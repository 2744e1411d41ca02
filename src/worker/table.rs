//! Per-worker key-value table
//!
//! Each worker owns one table mapping names to either a plain value or a
//! subgroup handle. The coordinator's registry only books which workers
//! hold which names; the bindings themselves live here.

use crate::common::Value;
use std::collections::HashMap;

/// A worker's membership in a subgroup
#[derive(Debug, Clone, PartialEq, Eq)]
pub struct GroupHandle {
    /// Transport ranks of the members, in group-rank order
    pub ranks: Vec<usize>,
    /// This worker's rank inside the group
    pub rank: usize,
}

#[derive(Debug, Clone, PartialEq)]
pub enum Slot {
    Value(Value),
    /// `None` is the null handle held by workers outside the group
    Group(Option<GroupHandle>),
}

#[derive(Debug, Default)]
pub struct WorkerTable {
    slots: HashMap<String, Slot>,
}

impl WorkerTable {
    pub fn new() -> Self {
        Self::default()
    }

    pub fn bind(&mut self, name: String, slot: Slot) {
        self.slots.insert(name, slot);
    }

    pub fn get(&self, name: &str) -> Option<&Slot> {
        self.slots.get(name)
    }

    pub fn remove(&mut self, name: &str) -> Option<Slot> {
        self.slots.remove(name)
    }

    /// Names starting with `prefix`, sorted
    pub fn names_with_prefix(&self, prefix: &str) -> Vec<String> {
        let mut names: Vec<String> = self
            .slots
            .keys()
            .filter(|name| name.starts_with(prefix))
            .cloned()
            .collect();
        names.sort();
        names
    }

    pub fn len(&self) -> usize {
        self.slots.len()
    }

    pub fn is_empty(&self) -> bool {
        self.slots.is_empty()
    }
}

○ ○ ○

=== WHAT TO DO ===
Please write out the entries above in full, exactly as they read.

=== ANSWER TO THE EXERCISE ===
repository 2744e1411d41ca02
filename src/worker/table.rs
//! Per-worker key-value table
//!
//! Each worker owns one table mapping names to either a plain value or a
//! subgroup handle. The coordinator's registry only books which workers
//! hold which names; the bindings themselves live here.

use crate::common::Value;
use std::collections::HashMap;

/// A worker's membership in a subgroup
#[derive(Debug, Clone, PartialEq, Eq)]
pub struct GroupHandle {
    /// Transport ranks of the members, in group-rank order
    pub ranks: Vec<usize>,
    /// This worker's rank inside the group
    pub rank: usize,
}

#[derive(Debug, Clone, PartialEq)]
pub enum Slot {
    Value(Value),
    /// `None` is the null handle held by workers outside the group
    Group(Option<GroupHandle>),
}

#[derive(Debug, Default)]
pub struct WorkerTable {
    slots: HashMap<String, Slot>,
}

impl WorkerTable {
    pub fn new() -> Self {
        Self::default()
    }

    pub fn bind(&mut self, name: String, slot: Slot) {
        self.slots.insert(name, slot);
    }

    pub fn get(&self, name: &str) -> Option<&Slot> {
        self.slots.get(name)
    }

    pub fn remove(&mut self, name: &str) -> Option<Slot> {
        self.slots.remove(name)
    }

    /// Names starting with `prefix`, sorted
    pub fn names_with_prefix(&self, prefix: &str) -> Vec<String> {
        let mut names: Vec<String> = self
            .slots
            .keys()
            .filter(|name| name.starts_with(prefix))
            .cloned()
            .collect();
        names.sort();
        names
    }

    pub fn len(&self) -> usize {
        self.slots.len()
    }

    pub fn is_empty(&self) -> bool {
        self.slots.is_empty()
    }
}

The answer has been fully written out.